When the people of Israel were going to the temple full of sin, God sent their enemies to destroy that God-ordained holy place. Our God does not protect those institutions that He has designed when they are enterprises full of evil. God regards sin—not loss of reputation, or loss of institution—as the worst thing in the world. He wants those institutions that bear His name to be holy in the secret places. Only then are they truly His.
The ABWE report underscores the fact that Christian leaders are not trained to investigate sexual abuse or do forensic interviews. Leaders are not trained to manage the level of deception in offenders.
Lesson Three: We Must Humbly Admit Our Limitations
We need to have the humility to acknowledge these limitations so that when someone alleges that a serious crime has occurred—in their home, school or our own beloved Christian institution—we can immediately call the civil authorities who are trained to pursue the allegation and determine its truth. To fail to do this is arrogant and inevitably damages the victim and endangers others. Our choice to handle a crime ‘in house’ is never a choice on behalf of the victim. It is a choice made to protect the perpetrator and the institution.

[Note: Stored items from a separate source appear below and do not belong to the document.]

use anyhow::{Context, Result};
use gitin::index::find_repositories;
use gitin::{Cli, RenderConfig, render_site};
use std::path::PathBuf;
use std::process::ExitCode;
use tracing::{debug, info};
use tracing_subscriber::EnvFilter;

fn main() -> Result<ExitCode> {
    let cli = Cli::parse();

    // RUST_LOG wins over -q/-v
    let default_level = if cli.quiet {
        "error"
    } else if cli.verbose {
        "debug"
    } else {
        "warn"
    };
    tracing_subscriber::fmt()
        .with_env_filter(EnvFilter::try_from_default_env().unwrap_or_else(|_| EnvFilter::new(default_level)))
        .with_writer(std::io::stderr)
        .init();

    cli.validate().context("Invalid configuration")?;
    let file = cli.load_file_config().context("Failed to load site configuration")?;
    let config = RenderConfig::from_sources(&cli, file).context("Invalid configuration")?;

    let repos = collect_repositories(&cli)?;
    debug!(repos = repos.len(), output = %config.output.display(), "starting render");

    let mut pool = rayon::ThreadPoolBuilder::new();
    if let Some(jobs) = config.jobs {
        pool = pool.num_threads(jobs);
    }
    let pool = pool.build().context("Failed to start worker threads")?;
    let report = pool.install(|| render_site(&config, &repos))?;

    if !config.quiet {
        for repo in &report.repos {
            for path in &repo.generated {
                println!("Generated: {}", path.display());
            }
        }
        for path in &report.generated {
            println!("Generated: {}", path.display());
        }
    }
    for repo in &report.repos {
        info!(
            repository = %repo.name,
            refs = repo.refs,
            diffs = repo.diffs_computed,
            commit_pages = repo.commit_pages,
            "done"
        );
    }

    let errors = report.into_errors();
    if errors.is_empty() {
        Ok(ExitCode::SUCCESS)
    } else {
        eprintln!("{} error(s):\n{}", errors.len(), errors);
        Ok(ExitCode::FAILURE)
    }
}

/// Positional repositories plus those found below `--find`.
///
/// The implicit `.` is dropped when `--find` is given.
fn collect_repositories(cli: &Cli) -> Result<Vec<PathBuf>> {
    let Some(root) = &cli.find else {
        return Ok(cli.repos.clone());
    };

    let mut repos: Vec<PathBuf> = if cli.repos == [PathBuf::from(".")] {
        Vec::new()
    } else {
        cli.repos.clone()
    };
    for found in find_repositories(root)? {
        if !repos.contains(&found) {
            repos.push(found);
        }
    }
    Ok(repos)
}
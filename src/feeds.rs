//! Atom and JSON feeds.
//!
//! Per ref: `log.xml` over the listed commits and `log.json`. Per
//! repository: `atom.xml` over all ref tips and `index.json` listing
//! branches and tags.

use anyhow::{Context, Result};
use maud::{Markup, PreEscaped, html};
use serde::Serialize;

use crate::diff::CommitInfo;
use crate::git::{CommitHeader, Signature, summary_of};
use crate::refs::ReferenceInfo;
use crate::util::format_rfc3339;

const ATOM_NAMESPACE: &str = "http://www.w3.org/2005/Atom";
const XML_HEADER: &str = "<?xml version=\"1.0\" encoding=\"UTF-8\"?>\n";

/// One Atom entry.
#[derive(Debug, Clone, PartialEq, Eq)]
pub struct FeedEntry {
    pub id: String,
    pub parent: Option<String>,
    pub title: String,
    pub href: String,
    pub author: Signature,
    pub message: String,
}

impl FeedEntry {
    /// Entry for a listed commit; `root` leads from the feed to the site.
    pub fn from_commit(commit: &CommitInfo, root: &str) -> Self {
        Self {
            id: commit.id().to_string(),
            parent: commit.parent_id().map(str::to_string),
            title: commit.summary().to_string(),
            href: format!("{}commit/{}.html", root, commit.id()),
            author: commit.author().clone(),
            message: commit.message().to_string(),
        }
    }

    /// Entry for a ref tip, titled `[ref] summary`.
    pub fn from_ref(reference: &ReferenceInfo) -> Self {
        let commit = reference.commit();
        let summary = commit.summary();
        let title = if summary.is_empty() {
            String::new()
        } else {
            format!("[{}] {}", reference.name(), summary)
        };
        Self {
            id: commit.id.to_string(),
            parent: commit.parent_id.map(|p| p.to_string()),
            title,
            href: format!("commit/{}.html", commit.id),
            author: commit.author.clone(),
            message: commit.message.clone(),
        }
    }

    fn published(&self) -> Option<String> {
        self.author
            .valid
            .then(|| format_rfc3339(self.author.time, self.author.offset))
    }

    fn content(&self) -> String {
        let mut body = format!("commit {}\n", self.id);
        if let Some(parent) = &self.parent {
            body.push_str(&format!("parent {}\n", parent));
        }
        if self.author.valid {
            body.push_str(&format!("Author: {} <{}>\n", self.author.name, self.author.email));
            body.push_str(&format!(
                "Date:   {}\n",
                format_rfc3339(self.author.time, self.author.offset)
            ));
        }
        if !self.message.is_empty() {
            body.push('\n');
            body.push_str(&self.message);
        }
        body
    }
}

/// Renders an Atom feed document.
///
/// # Arguments
///
/// * `title`: Feed title
/// * `subtitle`: Optional feed subtitle, e.g. the repository description
/// * `entries`: Entries in feed order, newest first
///
/// # Returns
///
/// Complete XML document
pub fn atom_feed(title: &str, subtitle: Option<&str>, entries: &[FeedEntry]) -> String {
    let updated = entries.first().and_then(FeedEntry::published);
    let feed: Markup = html! {
        (PreEscaped(XML_HEADER))
        feed xmlns=(ATOM_NAMESPACE) {
            title { (title) }
            @if let Some(subtitle) = subtitle {
                subtitle { (subtitle) }
            }
            @if let Some(updated) = updated {
                updated { (updated) }
            }
            @for entry in entries {
                entry {
                    id { (entry.id) }
                    @if let Some(published) = entry.published() {
                        published { (published) }
                        updated { (published) }
                    }
                    title { (entry.title) }
                    link rel="alternate" type="text/html" href=(entry.href) {}
                    @if entry.author.valid {
                        author {
                            name { (entry.author.name) }
                            email { (entry.author.email) }
                        }
                    }
                    content type="text" { (entry.content()) }
                }
            }
        }
    };
    feed.into_string()
}

#[derive(Debug, Serialize)]
struct PersonJson<'a> {
    name: &'a str,
    email: &'a str,
    date: String,
}

impl<'a> PersonJson<'a> {
    fn new(sig: &'a Signature) -> Self {
        Self {
            name: &sig.name,
            email: &sig.email,
            date: format_rfc3339(sig.time, sig.offset),
        }
    }
}

#[derive(Debug, Serialize)]
struct CommitJson<'a> {
    id: String,
    parent: Option<String>,
    author: PersonJson<'a>,
    committer: PersonJson<'a>,
    summary: &'a str,
    message: &'a str,
}

impl<'a> CommitJson<'a> {
    fn from_info(info: &'a CommitInfo) -> Self {
        Self {
            id: info.id().to_string(),
            parent: info.parent_id().map(str::to_string),
            author: PersonJson::new(info.author()),
            committer: PersonJson::new(info.committer()),
            summary: info.summary(),
            message: info.message(),
        }
    }

    fn from_header(header: &'a CommitHeader) -> Self {
        Self {
            id: header.id.to_string(),
            parent: header.parent_id.map(|p| p.to_string()),
            author: PersonJson::new(&header.author),
            committer: PersonJson::new(&header.committer),
            summary: summary_of(&header.message),
            message: &header.message,
        }
    }
}

#[derive(Debug, Serialize)]
struct RefJson<'a> {
    name: &'a str,
    commit: CommitJson<'a>,
}

impl<'a> RefJson<'a> {
    fn new(reference: &'a ReferenceInfo) -> Self {
        Self {
            name: reference.name(),
            commit: CommitJson::from_header(reference.commit()),
        }
    }
}

#[derive(Debug, Serialize)]
struct RefsJson<'a> {
    branches: Vec<RefJson<'a>>,
    tags: Vec<RefJson<'a>>,
}

#[derive(Debug, Serialize)]
struct LogJson<'a> {
    commits: Vec<CommitJson<'a>>,
}

/// Serializes `{"commits": [...]}` for a ref's listed commits.
///
/// # Errors
///
/// Returns error if serialization fails.
pub fn log_json<'a>(commits: impl IntoIterator<Item = &'a CommitInfo>) -> Result<Vec<u8>> {
    let log = LogJson {
        commits: commits.into_iter().map(CommitJson::from_info).collect(),
    };
    let mut json = serde_json::to_vec_pretty(&log).context("Failed to serialize commit log")?;
    json.push(b'\n');
    Ok(json)
}

/// Serializes `{"branches": [...], "tags": [...]}` for the ref set.
///
/// # Errors
///
/// Returns error if serialization fails.
pub fn refs_json(refs: &[ReferenceInfo]) -> Result<Vec<u8>> {
    let (branches, tags): (Vec<&ReferenceInfo>, Vec<&ReferenceInfo>) =
        refs.iter().partition(|r| !r.is_tag());
    let index = RefsJson {
        branches: branches.into_iter().map(RefJson::new).collect(),
        tags: tags.into_iter().map(RefJson::new).collect(),
    };
    let mut json = serde_json::to_vec_pretty(&index).context("Failed to serialize ref index")?;
    json.push(b'\n');
    Ok(json)
}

Studies of deception have repeatedly shown that we cannot tell who is lying. Yet when we are told someone is abusing another person, we think, I know the character of that person; it cannot be true!
Scripture warns us that our hearts are utterly deceitful. We do not even know our own! Scripture says that Jesus trusted no person because he knew what was in us. We say, “I know him; I trust him!” Scripture tells us God does not judge by what His eyes see or His ears hear, but according to righteousness. Scripture says the tares grow right beside the wheat and they look exactly alike until the fruit is born.
When we trust the likeness and say the fruit cannot be so, we abandon victims and leave perpetrators in bondage to habituated sin. None of this looks like our God.
Lesson Four: Both Systems and Individuals Can Be Perpetrators
The Pii report demonstrates that systems, as well as individuals, can abuse. A system exists for a purpose (e.g., to teach, evangelize, disciple). An allegation of sexual abuse threatens the system. Unfortunately, that system often marshals its considerable power to silence, lie, and cover-up or protect the perpetrator so that the ‘godly’ works can continue.
When this occurs, godly words may be used to cover ungodly deeds; victims are crushed and we add ourselves to the list of their betrayers. An institution meant to serve others in the name of God clings to darkness rather than light and fails to defend the rights of the afflicted. In doing so, we ignore the potentially malignant lump, because to face it will disrupt the system we call “good.” Thus, the cancer spreads and ultimately destroys the victims, the perpetrator, and the system. In our denial, we become complicit with evil in the name of God.
What Have We Really Learned?
The failures of ABWE and other Christian institutions are a call to the people of God, reminding us that He says we are to live so as to make Him real to others. He came to bind up the broken-hearted and set captives free. Too often, we abandon the victims and support perpetrators in entrenched deception and its resulting evil.
God says He is our Refuge, and yet we frequently fail to be a safe harbor for those victimized by evil that is damaging to body, mind, and soul. Victims of abuse have, too often, found no refuge with us.
God is our Father and nourishes His children. He does not feed us lies, complicity, isolation, and darkness. Yet, often, we prefer to preserve our systems and reputations rather than follow Him.
He is the avenger for the vulnerable against the workers of iniquity who say God will not see (Ps. 94). Too frequently, we are avengers for our own names, positions, and places of power, telling ourselves we do it for Him while looking nothing like Him.
The psalmist says, “Holiness befits your house, O Lord, forevermore” (93:5). As His body, we are to be a dwelling befitting our God as we care for the abused. May it be so.